Patriotism raised to a fever pitch

     When news of the attack on Fort Sumter reached the city on Friday night, April 12, it spread quickly.  All the next day newspaper offices were thronged by crowds eager for newspapers and the latest news.  People gathered at every corner where news bulletins were posted, and the presses printed extras as each new dispatch came in by telegraph.  When the President called for 75,000 three-month volunteers, majors and colonels proliferated overnight, opening rolls for enlistment, and tents soon sprang up at the Battery, and barracks in City Hall Park.  "'Tis sweet, oh 'tis sweet, for one's country to die," sang fresh-faced volunteers, while multitudes scuffed their voices on the Star-Spangled Banner, and preachers preached, "Beat your ploughshares into swords!"  Lawyers and boilermakers shouldered arms and tramped in ragged parade, schoolboys drilled in schoolyards, and 1812 veterans tottered forth, yearning to serve their country yet again.  When the elite 7th Regiment of the National Guard drilled in its armory, hundreds flocked to watch, admission by ticket only; it had been ordered to Washington.

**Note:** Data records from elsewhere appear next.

use chrono::{DateTime, Utc};
use uuid::Uuid;

use crate::domain::value_objects::{MutationKind, RecommendationId};

/// Pre-mutation values of the touched feed item. Rollback restores this
/// verbatim instead of recomputing an inverse, so rapid double-toggles
/// cannot compound an error.
#[derive(Debug, Clone, Copy, PartialEq, Eq)]
pub struct LikeSnapshot {
    pub is_liked_by_viewer: bool,
    pub like_count: u64,
}

/// An in-flight optimistic change. Created when the local flip is applied,
/// destroyed on remote acknowledgement or rollback. At most one exists per
/// `(recommendation_id, kind)`; a newer one supersedes the older.
#[derive(Debug, Clone)]
pub struct PendingMutation {
    pub id: Uuid,
    pub recommendation_id: RecommendationId,
    pub kind: MutationKind,
    pub previous: LikeSnapshot,
    pub submitted_at: DateTime<Utc>,
}

impl PendingMutation {
    pub fn new(
        recommendation_id: RecommendationId,
        kind: MutationKind,
        previous: LikeSnapshot,
    ) -> Self {
        Self {
            id: Uuid::new_v4(),
            recommendation_id,
            kind,
            previous,
            submitted_at: Utc::now(),
        }
    }
}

     There was a great demand for flags, streamers, and bunting.  Flags appeared in store windows, on church steeples, on ships in the harbor, in lapels and the fronts of men's hats, in ladies' bonnets, even in the fists of infants and the manes of horses.  On Monday, April 15, a noisy crowd gathered on the sidewalk outside the offices of the New York Herald, whose owner, James Gordon Bennett, was thought to be partial to the South.  While they stared up at the newspaper's windows and hooted and jeered and demanded that it fly the flag, a committee of gentlemen called on Bennett and warned him that not flying the flag would put his paper and perhaps himself in danger.  Bennett, a cynic immune to lofty causes and the surge of sentiment, agreed to do so, but in point of fact had no flag handy to fly.  Finally one was obtained that, in the absence of a flagpole, was hung out a window, to mixed groans and cheers from below.  Meanwhile the Times and Tribune, ardent supporters of the President, were flying huge banners atop their offices.

     Other papers deemed insufficiently patriotic were similarly threatened, as were hotels once graced by the drawl of Southern chivalry; in every case flags were conspicuously displayed.  In all these situations the police followed the crowd discreetly, so as to prevent any violence.  As well they might, since an effigy was found hanging in City Hall Park with a placard in bold letters: ROPE  ALL TRAITORS, and another was seen hanging by its neck out a window on a downtown street with a sign proclaiming, EVERY  TRAITOR  SHOULD  BE  SERVED  THUS.  More than one citizen who expressed, or was thought to have expressed, sympathy for the South or disloyalty to the President was pummeled and felled in the street.  Small wonder that the Herald staff were said to be armed, and to have pumps ready to throw boiling water on any mob attacking their building.

     And the ladies?  They were in it up to their ears, adorning themselves with flags and bunting, cheering volunteers as they drilled, and evincing a most passionate fondness for uniforms.  At a party a young woman asked her fiancé if he was going to volunteer.  "Do you really want me to volunteer and get killed?" he asked.  Springing up from her seat, her eyes flashing fire, her cheeks flushed, she announced, "If you are a coward and dare not fight for your country, you are not the man for me!"  So if young men flocked to volunteer, they weren't inspired by patriotism alone, but also by the awareness that, to cut a shine with the girls, you had to be in uniform.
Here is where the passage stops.